**TASK PROMPT:** Below are the entries; state how many of their lines contain the string "PrometheusHandle", and nothing more.

»»

//! `SlideSyncServer`: Axum HTTP + WebSocket surface around the event hub.

use std::io;
use std::net::SocketAddr;
use std::sync::Arc;
use std::time::Instant;

use axum::Router;
use axum::extract::multipart::{Multipart, MultipartRejection};
use axum::extract::ws::WebSocketUpgrade;
use axum::extract::{DefaultBodyLimit, Path, State};
use axum::http::{HeaderValue, Method, StatusCode, header};
use axum::response::{IntoResponse, Json, Response};
use axum::routing::{get, post};
use metrics::counter;
use metrics_exporter_prometheus::PrometheusHandle;
use parking_lot::Mutex;
use serde::Serialize;
use thiserror::Error;
use tokio::net::TcpListener;
use tokio::task::JoinHandle;
use tokio_util::sync::CancellationToken;
use tower_http::cors::{AllowOrigin, Any, CorsLayer};
use tower_http::trace::TraceLayer;
use tracing::{error, info, warn};
use uuid::Uuid;

use crate::auth::CredentialVerifier;
use crate::config::ServerConfig;
use crate::documents::{self, DocumentError, DocumentStore};
use crate::health::{self, HealthResponse};
use crate::metrics::{
    DOCUMENTS_REJECTED_TOTAL, DOCUMENTS_UPLOADED_TOTAL, WS_ADMISSION_REJECTIONS_TOTAL,
};
use crate::protocol::ServerMessage;
use crate::shutdown::ShutdownCoordinator;
use crate::websocket::dispatcher::Dispatcher;
use crate::websocket::hub::{EventHub, HubHandle};
use crate::websocket::session::{SessionContext, run_ws_session};

/// Room for multipart boundaries and part headers on top of the file itself.
const MULTIPART_OVERHEAD: usize = 16 * 1024;

/// Server startup and runtime failures.
#[derive(Debug, Error)]
pub enum ServerError {
    /// Could not bind the listener.
    #[error("failed to bind {addr}: {source}")]
    Bind {
        /// Requested address.
        addr: String,
        /// Underlying error.
        #[source]
        source: io::Error,
    },
    /// The HTTP server stopped with an error.
    #[error("server error: {0}")]
    Serve(#[source] io::Error),
}

/// Shared state accessible from Axum handlers.
#[derive(Clone)]
pub struct AppState {
    /// Hub submission handle.
    pub hub: HubHandle,
    /// Handed to every WebSocket session.
    pub session: Arc<SessionContext>,
    /// Uploaded documents.
    pub documents: Arc<dyn DocumentStore>,
    /// Renders `/metrics`.
    pub metrics: PrometheusHandle,
    /// When the server started.
    pub start_time: Instant,
    /// Max inbound WebSocket message size.
    pub max_message_size: usize,
    /// Largest accepted upload.
    pub max_upload_bytes: usize,
}

/// The slidesync server.
pub struct SlideSyncServer {
    config: ServerConfig,
    state: AppState,
    shutdown: ShutdownCoordinator,
    hub_task: Mutex<Option<JoinHandle<()>>>,
}

impl SlideSyncServer {
    /// Create a server and start its event hub.
    ///
    /// Must be called from within a Tokio runtime.
    pub fn new(
        config: ServerConfig,
        verifier: Arc<dyn CredentialVerifier>,
        documents: Arc<dyn DocumentStore>,
        metrics: PrometheusHandle,
    ) -> Self {
        let shutdown = ShutdownCoordinator::new();
        let dispatcher = Dispatcher::new(config.max_dropped_messages);
        let (hub, hub_handle) = EventHub::new(
            config.max_connections,
            config.event_queue_capacity,
            dispatcher,
        );
        let hub_task = tokio::spawn(hub.run(shutdown.token()));

        let session = Arc::new(SessionContext {
            hub: hub_handle.clone(),
            dispatcher,
            verifier,
            outbox_capacity: config.outbox_capacity,
            send_timeout: config.send_timeout(),
            shutdown: shutdown.token(),
            tasks: shutdown.tracker().clone(),
        });
        let state = AppState {
            hub: hub_handle,
            session,
            documents,
            metrics,
            start_time: Instant::now(),
            max_message_size: config.max_message_size,
            max_upload_bytes: config.max_upload_bytes,
        };

        Self {
            config,
            state,
            shutdown,
            hub_task: Mutex::new(Some(hub_task)),
        }
    }

    /// Build the Axum router with all routes.
    pub fn router(&self) -> Router {
        let upload_limit = self
            .config
            .max_upload_bytes
            .saturating_add(MULTIPART_OVERHEAD);
        Router::new()
            .route("/ws", get(ws_handler))
            .route(
                "/upload",
                post(upload_handler).layer(DefaultBodyLimit::max(upload_limit)),
            )
            .route("/uploads/{filename}", get(document_handler))
            .route("/health", get(health_handler))
            .route("/metrics", get(metrics_handler))
            .layer(cors_layer(&self.config.allowed_origins))
            .layer(TraceLayer::new_for_http())
            .with_state(self.state.clone())
    }

    /// Bind the configured address and serve in the background until
    /// shutdown. Returns the bound address and the server task.
    pub async fn listen(&self) -> Result<(SocketAddr, JoinHandle<()>), ServerError> {
        let addr = format!("{}:{}", self.config.host, self.config.port);
        let listener = TcpListener::bind(&addr)
            .await
            .map_err(|source| ServerError::Bind {
                addr: addr.clone(),
                source,
            })?;
        let local_addr = listener
            .local_addr()
            .map_err(|source| ServerError::Bind { addr, source })?;
        info!(
            %local_addr,
            max_connections = self.config.max_connections,
            "slidesync server listening"
        );

        let router = self.router();
        let token = self.shutdown.token();
        let handle = tokio::spawn(async move {
            if let Err(e) = serve(listener, router, token).await {
                error!(error = %e, "server stopped");
            }
        });
        Ok((local_addr, handle))
    }

    /// Hub submission handle.
    pub fn hub(&self) -> &HubHandle {
        &self.state.hub
    }

    /// Get the shutdown coordinator.
    pub fn shutdown(&self) -> &ShutdownCoordinator {
        &self.shutdown
    }

    /// Take the hub task so it can be awaited during shutdown. Returns
    /// `None` after the first call.
    pub fn take_hub_task(&self) -> Option<JoinHandle<()>> {
        self.hub_task.lock().take()
    }

    /// Get the server configuration.
    pub fn config(&self) -> &ServerConfig {
        &self.config
    }
}

/// Serve `router` on `listener` until `token` is cancelled.
async fn serve(
    listener: TcpListener,
    router: Router,
    token: CancellationToken,
) -> Result<(), ServerError> {
    axum::serve(listener, router)
        .with_graceful_shutdown(token.cancelled_owned())
        .await
        .map_err(ServerError::Serve)
}

fn cors_layer(allowed_origins: &[String]) -> CorsLayer {
    let layer = CorsLayer::new()
        .allow_methods([Method::GET, Method::POST, Method::OPTIONS])
        .allow_headers(Any);
    if allowed_origins.is_empty() {
        return layer.allow_origin(Any);
    }
    let origins: Vec<HeaderValue> = allowed_origins
        .iter()
        .filter_map(|origin| match HeaderValue::from_str(origin) {
            Ok(value) => Some(value),
            Err(_) => {
                warn!(%origin, "ignoring invalid CORS origin");
                None
            }
        })
        .collect();
    layer.allow_origin(AllowOrigin::list(origins))
}

/// GET /ws
async fn ws_handler(ws: WebSocketUpgrade, State(state): State<AppState>) -> Response {
    if !state.hub.has_capacity() {
        counter!(WS_ADMISSION_REJECTIONS_TOTAL).increment(1);
        warn!(
            max_connections = state.hub.max_connections(),
            "registry full, refusing upgrade"
        );
        return (StatusCode::TOO_MANY_REQUESTS, "Too many connections").into_response();
    }
    let conn_id = format!("conn_{}", Uuid::now_v7());
    let session = state.session.clone();
    ws.max_message_size(state.max_message_size)
        .on_upgrade(move |socket| {
            let tasks = session.tasks.clone();
            tasks.track_future(run_ws_session(socket, conn_id, session))
        })
}

/// Body of a successful upload.
#[derive(Debug, Serialize)]
#[serde(rename_all = "camelCase")]
struct UploadResponse {
    filename: String,
    full_url: String,
    message: &'static str,
}

/// POST /upload
async fn upload_handler(
    State(state): State<AppState>,
    multipart: Result<Multipart, MultipartRejection>,
) -> Result<Json<UploadResponse>, DocumentError> {
    let result = store_upload(&state, multipart).await;
    if let Err(e) = &result {
        counter!(DOCUMENTS_REJECTED_TOTAL, "reason" => e.label()).increment(1);
        warn!(error = %e, "upload rejected");
    }
    result
}

async fn store_upload(
    state: &AppState,
    multipart: Result<Multipart, MultipartRejection>,
) -> Result<Json<UploadResponse>, DocumentError> {
    let multipart = multipart.map_err(|_| DocumentError::MissingFile)?;
    let upload = documents::read_upload(multipart, state.max_upload_bytes).await?;
    let filename = documents::stored_name(&upload.file_name, chrono::Utc::now().timestamp())?;
    let bytes = upload.data.len();

    state
        .documents
        .put(&filename, upload.data)
        .await
        .map_err(|e| {
            error!(%filename, error = %e, "failed to store document");
            DocumentError::Storage(e)
        })?;
    counter!(DOCUMENTS_UPLOADED_TOTAL).increment(1);
    info!(%filename, bytes, "document stored");

    let announce = ServerMessage::NewPdf {
        filename: filename.clone(),
    };
    if let Err(e) = state.hub.publish(announce).await {
        warn!(%filename, error = %e, "could not announce document");
    }

    Ok(Json(UploadResponse {
        full_url: format!("/uploads/{filename}"),
        filename,
        message: "File uploaded successfully",
    }))
}

/// GET /uploads/{filename}
async fn document_handler(
    State(state): State<AppState>,
    Path(filename): Path<String>,
) -> Result<Response, DocumentError> {
    documents::validate_name(&filename)?;
    match state.documents.get(&filename).await {
        Ok(Some(data)) => Ok(([(header::CONTENT_TYPE, "application/pdf")], data).into_response()),
        Ok(None) => Err(DocumentError::NotFound),
        Err(e) => {
            error!(%filename, error = %e, "failed to read document");
            Err(DocumentError::Storage(e))
        }
    }
}

/// GET /health
async fn health_handler(State(state): State<AppState>) -> Json<HealthResponse> {
    Json(health::health_check(
        state.start_time,
        state.hub.participant_count(),
    ))
}

/// GET /metrics
async fn metrics_handler(State(state): State<AppState>) -> String {
    crate::metrics::render(&state.metrics)
}

// ─────────────────────────────────────────────────────────────────────────────
// Tests
// ─────────────────────────────────────────────────────────────────────────────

««

**ANSWER SECTION:** 3